Little (author of My Little Green Umbrella and other children’s fiction) skillfully layers immersive descriptions throughout the novel: magnolia branches overhanging the pond; the heat rising from the packed dining room at Maggie’s Grill; the controlled formality of Shelby’s family estate. Moments such as Shelby, Liberty, and a friend watching the blues set through cracked floorboards in Liberty’s room provide memorable perspectives and emphasize the contrasts between Shelby’s privileged environment and the working-class world she’s drawn toward. The narrative also engages with family expectations and local politics, particularly as Shelby’s father celebrates his election as State Attorney General and her mother attempts to steer her toward an approved suitor. These pressures underscore broader themes about identity, autonomy, and the social divisions of the era.

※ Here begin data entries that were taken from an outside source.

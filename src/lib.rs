//! # vpcsynth - VPC topology to CloudFormation synthesizer
//!
//! vpcsynth expands a declarative network topology (one VPC with its subnets,
//! route tables, NAT gateways, security groups and instances) into a
//! CloudFormation template. Synthesis is a single synchronous pass: the
//! topology is validated, resources are created in a fixed order, and the
//! resulting template is rendered as JSON or YAML.
//!
//! ## Architecture Overview
//!
//! ```text
//! ┌──────────────────────────────────────────────────────────────┐
//! │                        CLI Interface                         │
//! │     synth / validate / graph / list / diff / init (clap)     │
//! └──────────────────────────────────────────────────────────────┘
//!                                │
//!                                ▼
//! ┌─────────────────┐   ┌─────────────────┐   ┌─────────────────┐
//! │    Topology     │──▶│    Validate     │──▶│   Stack Builder │
//! │ (YAML/JSON/TOML)│   │ (issues, CIDRs) │   │ (ordered build) │
//! └─────────────────┘   └─────────────────┘   └─────────────────┘
//!                                                      │
//!                                                      ▼
//! ┌─────────────────┐   ┌─────────────────┐   ┌─────────────────┐
//! │   Graph (DAG)   │◀──│    Template     │──▶│      Diff       │
//! │ order / cycles  │   │ (JSON / YAML)   │   │ (vs. existing)  │
//! └─────────────────┘   └─────────────────┘   └─────────────────┘
//! ```
//!
//! ## Quick Example
//!
//! ```rust,no_run
//! use vpcsynth::prelude::*;
//!
//! fn main() -> Result<()> {
//!     let topology = Topology::builtin()?;
//!     let template = VpcStack::synthesize(&topology)?;
//!
//!     let graph = DependencyGraph::from_template(&template)?;
//!     println!("{:?}", graph.deployment_order()?);
//!
//!     println!("{}", template.render(TemplateFormat::Yaml)?);
//!     Ok(())
//! }
//! ```

// Re-export commonly used items in prelude
pub mod prelude {
    //! Commonly used types for synthesizing templates.
    //!
    //! ```rust
    //! use vpcsynth::prelude::*;
    //! ```

    pub use crate::config::Config;
    pub use crate::diff::{render_text_diff, DiffOptions, TemplateDiff};
    pub use crate::error::{Error, ErrorContext, Result};
    pub use crate::graph::DependencyGraph;
    pub use crate::stack::VpcStack;
    pub use crate::template::{Output, Resource, Template, TemplateFormat};
    pub use crate::topology::{Topology, TopologyFormat};
    pub use crate::validate::{validate, Issue, ValidationReport};
}

/// Error types and the crate-wide `Result` alias.
pub mod error;

/// Topology document model and loading.
pub mod topology;

/// Topology validation producing errors and warnings.
pub mod validate;

/// CloudFormation template model and rendering.
pub mod template;

/// Ordered construction of the VPC resources.
pub mod stack;

/// Resource dependency graph.
pub mod graph;

/// Comparison against existing templates.
pub mod diff;

/// Layered configuration.
pub mod config;

pub use error::{Error, Result};

/// Crate version
pub const VERSION: &str = env!("CARGO_PKG_VERSION");
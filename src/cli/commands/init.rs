//! Init command
//!
//! Writes the built-in topology to disk as a starting point for a custom one.

use super::{CommandContext, Runnable};
use anyhow::{Context, Result};
use clap::Parser;
use std::path::PathBuf;
use vpcsynth::topology::{Topology, TopologyFormat};

/// Arguments for the init command
#[derive(Parser, Debug, Clone)]
pub struct InitArgs {
    /// File to create
    #[arg(default_value = "topology.yml")]
    pub path: PathBuf,

    /// Document format (yaml, json or toml); defaults to the file extension
    #[arg(long, value_parser = parse_topology_format)]
    pub format: Option<TopologyFormat>,

    /// Overwrite an existing file
    #[arg(long)]
    pub force: bool,
}

fn parse_topology_format(name: &str) -> std::result::Result<TopologyFormat, String> {
    TopologyFormat::parse(name).ok_or_else(|| format!("unknown topology format '{}'", name))
}

impl InitArgs {
    /// Execute the init command
    pub async fn execute(&self, ctx: &mut CommandContext) -> Result<i32> {
        if self.path.exists() && !self.force {
            ctx.output.error(&format!(
                "{} already exists (use --force to overwrite)",
                self.path.display()
            ));
            return Ok(1);
        }

        let format = self
            .format
            .unwrap_or_else(|| TopologyFormat::from_path(&self.path));

        // The shipped YAML keeps its comments; other formats are rendered.
        let content = match format {
            TopologyFormat::Yaml => Topology::builtin_source().to_string(),
            _ => Topology::builtin()?.render(format)?,
        };

        if let Some(parent) = self.path.parent().filter(|p| !p.as_os_str().is_empty()) {
            tokio::fs::create_dir_all(parent)
                .await
                .with_context(|| format!("Failed to create {}", parent.display()))?;
        }
        tokio::fs::write(&self.path, content)
            .await
            .with_context(|| format!("Failed to write {}", self.path.display()))?;

        ctx.output.success(&format!(
            "Created {} topology at {}",
            format.extension(),
            self.path.display()
        ));
        ctx.output.hint(&format!(
            "Run 'vpcsynth --topology {} synth' to build the template",
            self.path.display()
        ));

        Ok(0)
    }
}

#[async_trait::async_trait]
impl Runnable for InitArgs {
    async fn run(&self, ctx: &mut CommandContext) -> Result<i32> {
        self.execute(ctx).await
    }
}
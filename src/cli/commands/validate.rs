//! Validate command
//!
//! Reports every error and warning found in the topology without building it.

use super::{CommandContext, Runnable};
use anyhow::Result;
use clap::Parser;
use vpcsynth::validate::validate;

/// Arguments for the validate command
#[derive(Parser, Debug, Clone)]
pub struct ValidateArgs {
    /// Treat warnings as errors
    #[arg(long)]
    pub strict: bool,
}

impl ValidateArgs {
    /// Execute the validate command
    pub async fn execute(&self, ctx: &mut CommandContext) -> Result<i32> {
        let topology = ctx.load_topology().await?;

        ctx.output.banner("TOPOLOGY VALIDATION");
        ctx.output.info(&format!(
            "Validating stack '{}' in {}",
            topology.stack.name, topology.stack.region
        ));

        let report = validate(&topology);
        let failed = !report.is_valid() || (self.strict && !report.warnings.is_empty());

        if ctx.output.is_structured() {
            ctx.output.document(&serde_json::json!({
                "stack": topology.stack.name,
                "valid": !failed,
                "errors": report.errors,
                "warnings": report.warnings,
            }))?;
            return Ok(i32::from(failed));
        }

        ctx.output.issues(&report.errors, &report.warnings);

        ctx.output.section("Summary");
        ctx.output.table(&[
            ("Subnets".to_string(), topology.subnets.len().to_string()),
            (
                "Route tables".to_string(),
                topology.route_tables.len().to_string(),
            ),
            (
                "Security groups".to_string(),
                topology.security_groups.len().to_string(),
            ),
            ("Instances".to_string(), topology.instance_count().to_string()),
            ("Errors".to_string(), report.errors.len().to_string()),
            ("Warnings".to_string(), report.warnings.len().to_string()),
        ]);

        if failed {
            ctx.output.error(&format!(
                "Topology is invalid: {} error(s), {} warning(s)",
                report.errors.len(),
                report.warnings.len()
            ));
            Ok(1)
        } else {
            ctx.output.success("Topology is valid");
            Ok(0)
        }
    }
}

#[async_trait::async_trait]
impl Runnable for ValidateArgs {
    async fn run(&self, ctx: &mut CommandContext) -> Result<i32> {
        self.execute(ctx).await
    }
}
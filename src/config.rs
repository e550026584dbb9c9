//! Configuration module for vpcsynth
//!
//! Handles loading and merging configuration from multiple sources:
//! - Default values
//! - User configuration (~/.vpcsynth.toml)
//! - Project configuration (./vpcsynth.toml)
//! - Explicit path (`--config` / `VPCSYNTH_CONFIG`)
//! - Environment variables
//!
//! Command-line flags are applied on top by the CLI.

use serde::{Deserialize, Serialize};
use std::path::{Path, PathBuf};

use crate::error::{Error, ErrorContext, Result};
use crate::template::TemplateFormat;

/// Main configuration structure
#[derive(Debug, Clone, Default, PartialEq, Serialize, Deserialize)]
#[serde(default)]
pub struct Config {
    /// Default settings
    pub defaults: Defaults,

    /// Colors and output settings
    pub colors: ColorsConfig,

    /// Logging settings
    pub logging: LoggingConfig,
}

/// Default configuration values
///
/// Every field is optional so that a later file only overrides what it sets.
#[derive(Debug, Clone, Default, PartialEq, Serialize, Deserialize)]
#[serde(default)]
pub struct Defaults {
    /// Topology document used when `--topology` is not given
    pub topology: Option<PathBuf>,

    /// Stack name override
    pub stack_name: Option<String>,

    /// Region override
    pub region: Option<String>,

    /// Template format (`json` or `yaml`); JSON when unset
    pub format: Option<String>,

    /// Directory `synth` writes into when `--out` is a bare file name
    pub out_dir: Option<PathBuf>,

    /// Template description override
    pub description: Option<String>,
}

/// Default log level when neither the config nor `-v`/`RUST_LOG` set one
pub const DEFAULT_LOG_LEVEL: &str = "warn";

/// Colors configuration
#[derive(Debug, Clone, Default, PartialEq, Serialize, Deserialize)]
#[serde(default)]
pub struct ColorsConfig {
    /// Enable colors; on when unset
    pub enabled: Option<bool>,
}

/// Logging settings
#[derive(Debug, Clone, Default, PartialEq, Serialize, Deserialize)]
#[serde(default)]
pub struct LoggingConfig {
    /// Log level used when no `-v` flag or `RUST_LOG` is given
    pub log_level: Option<String>,
}

impl Config {
    /// Load configuration from all sources
    pub fn load(config_path: Option<&PathBuf>) -> Result<Self> {
        let mut config = Config::default();

        for path in Self::get_config_paths(config_path) {
            if path.exists() {
                tracing::debug!("Loading config from {}", path.display());
                config = match config.merge_from_file(&path) {
                    Ok(merged) => merged,
                    Err(e) if config_path.is_some() => {
                        return Err(Error::Config(format!(
                            "Failed to load config file {}: {}",
                            path.display(),
                            e
                        )));
                    }
                    Err(e) => return Err(e),
                };
            } else if config_path == Some(&path) {
                return Err(Error::Config(format!(
                    "Config file not found: {}",
                    path.display()
                )));
            }
        }

        config.apply_env_overrides();

        Ok(config)
    }

    /// Get the list of configuration file paths to check, lowest precedence
    /// first
    pub fn get_config_paths(explicit_path: Option<&PathBuf>) -> Vec<PathBuf> {
        if let Some(path) = explicit_path {
            return vec![path.clone()];
        }

        let mut paths = Vec::new();

        if let Some(home) = dirs::home_dir() {
            paths.push(home.join(".vpcsynth.toml"));
        }

        paths.push(PathBuf::from("vpcsynth.toml"));

        if let Ok(env_config) = std::env::var("VPCSYNTH_CONFIG") {
            paths.push(PathBuf::from(env_config));
        }

        paths
    }

    /// Merge configuration from a file
    fn merge_from_file(&self, path: &Path) -> Result<Self> {
        let content = std::fs::read_to_string(path)
            .with_context(|| format!("Failed to read config file: {}", path.display()))?;

        let extension = path.extension().and_then(|e| e.to_str()).unwrap_or("");

        let file_config: Config = match extension {
            "yml" | "yaml" => serde_yaml::from_str(&content)?,
            "json" => serde_json::from_str(&content)?,
            "toml" => toml::from_str(&content)?,
            _ => toml::from_str(&content)
                .or_else(|_| serde_yaml::from_str(&content))
                .with_context(|| format!("Failed to parse config file: {}", path.display()))?,
        };

        Ok(self.merge(file_config))
    }

    /// Merge another config into this one; set values in `other` win
    pub fn merge(&self, other: Config) -> Config {
        Config {
            defaults: Defaults {
                topology: other
                    .defaults
                    .topology
                    .or_else(|| self.defaults.topology.clone()),
                stack_name: other
                    .defaults
                    .stack_name
                    .or_else(|| self.defaults.stack_name.clone()),
                region: other
                    .defaults
                    .region
                    .or_else(|| self.defaults.region.clone()),
                format: other
                    .defaults
                    .format
                    .or_else(|| self.defaults.format.clone()),
                out_dir: other
                    .defaults
                    .out_dir
                    .or_else(|| self.defaults.out_dir.clone()),
                description: other
                    .defaults
                    .description
                    .or_else(|| self.defaults.description.clone()),
            },
            colors: ColorsConfig {
                enabled: other.colors.enabled.or(self.colors.enabled),
            },
            logging: LoggingConfig {
                log_level: other
                    .logging
                    .log_level
                    .or_else(|| self.logging.log_level.clone()),
            },
        }
    }

    /// Apply environment variable overrides
    pub fn apply_env_overrides(&mut self) {
        if let Ok(name) = std::env::var("VPCSYNTH_STACK_NAME") {
            self.defaults.stack_name = Some(name);
        }

        if let Ok(region) = std::env::var("VPCSYNTH_REGION") {
            self.defaults.region = Some(region);
        }

        if let Ok(format) = std::env::var("VPCSYNTH_FORMAT") {
            self.defaults.format = Some(format);
        }

        if std::env::var("NO_COLOR").is_ok() || std::env::var("VPCSYNTH_NO_COLOR").is_ok() {
            self.colors.enabled = Some(false);
        }
    }

    /// Effective template format, falling back to JSON when unset or unknown
    pub fn template_format(&self) -> TemplateFormat {
        let Some(name) = self.defaults.format.as_deref() else {
            return TemplateFormat::Json;
        };
        TemplateFormat::parse(name).unwrap_or_else(|| {
            tracing::warn!("Unknown template format '{}' in config, using json", name);
            TemplateFormat::Json
        })
    }

    /// Whether colored output is enabled
    pub fn colors_enabled(&self) -> bool {
        self.colors.enabled.unwrap_or(true)
    }

    /// Configured log level
    pub fn log_level(&self) -> &str {
        self.logging.log_level.as_deref().unwrap_or(DEFAULT_LOG_LEVEL)
    }

    /// Load from a specific file only
    pub fn from_file(path: impl AsRef<Path>) -> Result<Self> {
        Config::default().merge_from_file(path.as_ref())
    }
}
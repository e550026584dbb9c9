//! CloudFormation template model.
//!
//! The stack builder produces a [`Template`]: an ordered set of resources
//! keyed by logical id, plus outputs. Serialization uses CloudFormation's own
//! key names, so `to_json()` output is deployable as-is.

pub mod intrinsic;

use std::fmt;

use indexmap::IndexMap;
use once_cell::sync::Lazy;
use regex::Regex;
use serde::{Deserialize, Deserializer, Serialize};
use serde_json::{Map, Value};

use crate::error::{Error, Result};

/// Template format version emitted in every template
pub const FORMAT_VERSION: &str = "2010-09-09";

/// Metadata key recording the construct path of a resource
pub const PATH_METADATA_KEY: &str = "vpcsynth:path";

static NON_ALPHANUMERIC: Lazy<Regex> =
    Lazy::new(|| Regex::new("[^A-Za-z0-9]+").expect("static regex"));

/// Derive a CloudFormation logical id from a construct name.
///
/// Logical ids are alphanumeric, so the name is split on every other
/// character and the pieces are joined in PascalCase:
/// `pintusukses-public-subnet` becomes `PintusuksesPublicSubnet`.
pub fn logical_id(name: &str) -> Result<String> {
    let id: String = NON_ALPHANUMERIC
        .split(name)
        .filter(|part| !part.is_empty())
        .map(|part| {
            let mut chars = part.chars();
            match chars.next() {
                Some(first) => first.to_ascii_uppercase().to_string() + chars.as_str(),
                None => String::new(),
            }
        })
        .collect();

    if id.is_empty() || id.len() > 255 {
        return Err(Error::InvalidLogicalId(name.to_string()));
    }
    Ok(id)
}

/// Output format of a rendered template
#[derive(Debug, Clone, Copy, PartialEq, Eq, Default)]
pub enum TemplateFormat {
    #[default]
    Json,
    Yaml,
}

impl TemplateFormat {
    pub fn parse(name: &str) -> Option<Self> {
        match name.to_ascii_lowercase().as_str() {
            "json" => Some(TemplateFormat::Json),
            "yaml" | "yml" => Some(TemplateFormat::Yaml),
            _ => None,
        }
    }
}

impl fmt::Display for TemplateFormat {
    fn fmt(&self, f: &mut fmt::Formatter<'_>) -> fmt::Result {
        match self {
            TemplateFormat::Json => write!(f, "json"),
            TemplateFormat::Yaml => write!(f, "yaml"),
        }
    }
}

/// `DependsOn` may be a single id or a list
fn one_or_many<'de, D>(deserializer: D) -> std::result::Result<Vec<String>, D::Error>
where
    D: Deserializer<'de>,
{
    #[derive(Deserialize)]
    #[serde(untagged)]
    enum OneOrMany {
        One(String),
        Many(Vec<String>),
    }

    Ok(match OneOrMany::deserialize(deserializer)? {
        OneOrMany::One(id) => vec![id],
        OneOrMany::Many(ids) => ids,
    })
}

/// A single template resource
#[derive(Debug, Clone, PartialEq, Serialize, Deserialize)]
#[serde(rename_all = "PascalCase")]
pub struct Resource {
    #[serde(rename = "Type")]
    pub resource_type: String,

    #[serde(default, skip_serializing_if = "Map::is_empty")]
    pub properties: Map<String, Value>,

    #[serde(
        default,
        skip_serializing_if = "Vec::is_empty",
        deserialize_with = "one_or_many"
    )]
    pub depends_on: Vec<String>,

    #[serde(default, skip_serializing_if = "Map::is_empty")]
    pub metadata: Map<String, Value>,
}

impl Resource {
    pub fn new(resource_type: impl Into<String>) -> Self {
        Self {
            resource_type: resource_type.into(),
            properties: Map::new(),
            depends_on: Vec::new(),
            metadata: Map::new(),
        }
    }

    /// Set a property
    #[must_use]
    pub fn property(mut self, key: &str, value: impl Into<Value>) -> Self {
        self.properties.insert(key.to_string(), value.into());
        self
    }

    /// Set a property only when a value is present
    #[must_use]
    pub fn optional_property(self, key: &str, value: Option<impl Into<Value>>) -> Self {
        match value {
            Some(value) => self.property(key, value),
            None => self,
        }
    }

    /// Add an explicit dependency
    #[must_use]
    pub fn depends_on(mut self, logical_id: impl Into<String>) -> Self {
        let id = logical_id.into();
        if !self.depends_on.contains(&id) {
            self.depends_on.push(id);
        }
        self
    }

    /// Record the construct path
    #[must_use]
    pub fn with_path(mut self, path: impl Into<String>) -> Self {
        self.metadata
            .insert(PATH_METADATA_KEY.to_string(), Value::String(path.into()));
        self
    }

    /// Construct path, when recorded
    pub fn path(&self) -> Option<&str> {
        self.metadata.get(PATH_METADATA_KEY).and_then(Value::as_str)
    }

    /// Logical ids this resource needs, from properties and `DependsOn`
    pub fn references(&self) -> Vec<String> {
        let mut refs = Vec::new();
        for value in self.properties.values() {
            intrinsic::collect_references(value, &mut refs);
        }
        for id in &self.depends_on {
            if !refs.contains(id) {
                refs.push(id.clone());
            }
        }
        refs
    }
}

/// Export of an output value
#[derive(Debug, Clone, PartialEq, Serialize, Deserialize)]
#[serde(rename_all = "PascalCase")]
pub struct Export {
    pub name: Value,
}

/// A stack output
#[derive(Debug, Clone, PartialEq, Serialize, Deserialize)]
#[serde(rename_all = "PascalCase")]
pub struct Output {
    #[serde(default, skip_serializing_if = "Option::is_none")]
    pub description: Option<String>,

    pub value: Value,

    #[serde(default, skip_serializing_if = "Option::is_none")]
    pub export: Option<Export>,
}

/// A CloudFormation template
#[derive(Debug, Clone, PartialEq, Serialize, Deserialize)]
#[serde(rename_all = "PascalCase")]
pub struct Template {
    #[serde(rename = "AWSTemplateFormatVersion", default = "default_format_version")]
    pub format_version: String,

    #[serde(default, skip_serializing_if = "Option::is_none")]
    pub description: Option<String>,

    #[serde(default)]
    pub resources: IndexMap<String, Resource>,

    #[serde(default, skip_serializing_if = "IndexMap::is_empty")]
    pub outputs: IndexMap<String, Output>,
}

fn default_format_version() -> String {
    FORMAT_VERSION.to_string()
}

impl Default for Template {
    fn default() -> Self {
        Self::new(None)
    }
}

impl Template {
    pub fn new(description: Option<String>) -> Self {
        Self {
            format_version: default_format_version(),
            description,
            resources: IndexMap::new(),
            outputs: IndexMap::new(),
        }
    }

    /// Add a resource under the logical id derived from `name`
    pub fn add_resource(&mut self, name: &str, resource: Resource) -> Result<String> {
        let id = logical_id(name)?;
        if self.resources.contains_key(&id) {
            return Err(Error::DuplicateLogicalId {
                logical_id: id,
                name: name.to_string(),
            });
        }
        tracing::trace!("Adding {} as {}", resource.resource_type, id);
        self.resources.insert(id.clone(), resource);
        Ok(id)
    }

    /// Add an output
    pub fn add_output(&mut self, name: &str, output: Output) -> Result<String> {
        let id = logical_id(name)?;
        if self.outputs.contains_key(&id) {
            return Err(Error::DuplicateLogicalId {
                logical_id: id,
                name: name.to_string(),
            });
        }
        self.outputs.insert(id.clone(), output);
        Ok(id)
    }

    pub fn resource(&self, logical_id: &str) -> Option<&Resource> {
        self.resources.get(logical_id)
    }

    /// Logical ids of all resources of a type, in declaration order
    pub fn resources_of_type<'a>(&'a self, resource_type: &'a str) -> impl Iterator<Item = &'a str> {
        self.resources
            .iter()
            .filter(move |(_, r)| r.resource_type == resource_type)
            .map(|(id, _)| id.as_str())
    }

    /// Resource count per type, in first-seen order
    pub fn count_by_type(&self) -> IndexMap<String, usize> {
        let mut counts = IndexMap::new();
        for resource in self.resources.values() {
            *counts.entry(resource.resource_type.clone()).or_insert(0) += 1;
        }
        counts
    }

    /// Logical ids the given resource depends on
    pub fn references(&self, logical_id: &str) -> Vec<String> {
        self.resources
            .get(logical_id)
            .map(Resource::references)
            .unwrap_or_default()
    }

    pub fn to_json(&self) -> Result<String> {
        serde_json::to_string_pretty(self).map_err(|e| Error::TemplateRender(e.to_string()))
    }

    pub fn to_yaml(&self) -> Result<String> {
        serde_yaml::to_string(self).map_err(|e| Error::TemplateRender(e.to_string()))
    }

    pub fn render(&self, format: TemplateFormat) -> Result<String> {
        match format {
            TemplateFormat::Json => self.to_json(),
            TemplateFormat::Yaml => self.to_yaml(),
        }
    }

    /// Parse a template written as JSON or long-form YAML
    pub fn parse(content: &str) -> Result<Self> {
        match serde_json::from_str(content) {
            Ok(template) => Ok(template),
            Err(_) => Ok(serde_yaml::from_str(content)?),
        }
    }
}

#[cfg(test)]
mod tests {
    use super::*;
    use serde_json::json;

    #[test]
    fn test_logical_id() {
        assert_eq!(
            logical_id("pintusukses-public-subnet").unwrap(),
            "PintusuksesPublicSubnet"
        );
        assert_eq!(
            logical_id("NATGatewayEIP-pintusukses-public-subnet").unwrap(),
            "NATGatewayEIPPintusuksesPublicSubnet"
        );
        assert_eq!(logical_id("rtb-route-0").unwrap(), "RtbRoute0");
        assert!(logical_id("--").is_err());
    }

    #[test]
    fn test_duplicate_logical_id_rejected() {
        let mut template = Template::default();
        template
            .add_resource("web-sg", Resource::new("AWS::EC2::SecurityGroup"))
            .unwrap();
        let err = template
            .add_resource("web_sg", Resource::new("AWS::EC2::SecurityGroup"))
            .unwrap_err();
        assert!(matches!(err, Error::DuplicateLogicalId { ref logical_id, .. } if logical_id == "WebSg"));
    }

    #[test]
    fn test_serialized_keys() {
        let mut template = Template::new(Some("demo".into()));
        template
            .add_resource(
                "igw-attachment",
                Resource::new("AWS::EC2::VPCGatewayAttachment")
                    .property("VpcId", intrinsic::reference("Vpc"))
                    .depends_on("Igw")
                    .with_path("demo/igw-attachment"),
            )
            .unwrap();

        let value = serde_json::to_value(&template).unwrap();
        assert_eq!(value["AWSTemplateFormatVersion"], "2010-09-09");
        assert_eq!(value["Description"], "demo");
        let resource = &value["Resources"]["IgwAttachment"];
        assert_eq!(resource["Type"], "AWS::EC2::VPCGatewayAttachment");
        assert_eq!(resource["Properties"]["VpcId"], json!({"Ref": "Vpc"}));
        assert_eq!(resource["DependsOn"], json!(["Igw"]));
        assert_eq!(resource["Metadata"]["vpcsynth:path"], "demo/igw-attachment");
        assert!(value.get("Outputs").is_none());
    }

    #[test]
    fn test_parse_accepts_single_depends_on() {
        let template = Template::parse(
            r#"{"Resources":{"Route":{"Type":"AWS::EC2::Route","DependsOn":"Attach"}}}"#,
        )
        .unwrap();
        assert_eq!(template.format_version, FORMAT_VERSION);
        assert_eq!(template.resources["Route"].depends_on, vec!["Attach"]);
    }

    #[test]
    fn test_parse_yaml() {
        let yaml = "AWSTemplateFormatVersion: '2010-09-09'\nResources:\n  Vpc:\n    Type: AWS::EC2::VPC\n    Properties:\n      CidrBlock: 10.0.0.0/16\n";
        let template = Template::parse(yaml).unwrap();
        assert_eq!(
            template.resources["Vpc"].properties["CidrBlock"],
            "10.0.0.0/16"
        );
    }

    #[test]
    fn test_references_include_depends_on() {
        let resource = Resource::new("AWS::EC2::Route")
            .property("RouteTableId", intrinsic::reference("PublicRtb"))
            .property("GatewayId", intrinsic::reference("Igw"))
            .depends_on("IgwAttachment");
        assert_eq!(
            resource.references(),
            vec!["PublicRtb", "Igw", "IgwAttachment"]
        );
    }

    #[test]
    fn test_count_by_type() {
        let mut template = Template::default();
        template.add_resource("a", Resource::new("AWS::EC2::Subnet")).unwrap();
        template.add_resource("b", Resource::new("AWS::EC2::Subnet")).unwrap();
        template.add_resource("c", Resource::new("AWS::EC2::VPC")).unwrap();
        let counts = template.count_by_type();
        assert_eq!(counts["AWS::EC2::Subnet"], 2);
        assert_eq!(counts["AWS::EC2::VPC"], 1);
        assert_eq!(template.resources_of_type("AWS::EC2::Subnet").count(), 2);
    }
}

Little’s depictions of blues culture, Southern domestic life, the looming war in Vietnam, and adolescent emotions contribute to a vivid sense of place, and readers drawn to atmospheric Southern historical fiction and stories centered on youthful longing, friendship, and community dynamics will be captivated. The story’s striking sensory detail, memorable interpersonal relationships, and riveting historical context shape a portrait of a transformative summer for a young woman navigating competing worlds, illuminating the alluring taste of freedom and first love amid childhood innocence and societal upheaval.

Takeaway:Immersive coming-of-age summer romance, set against 1960s upheaval.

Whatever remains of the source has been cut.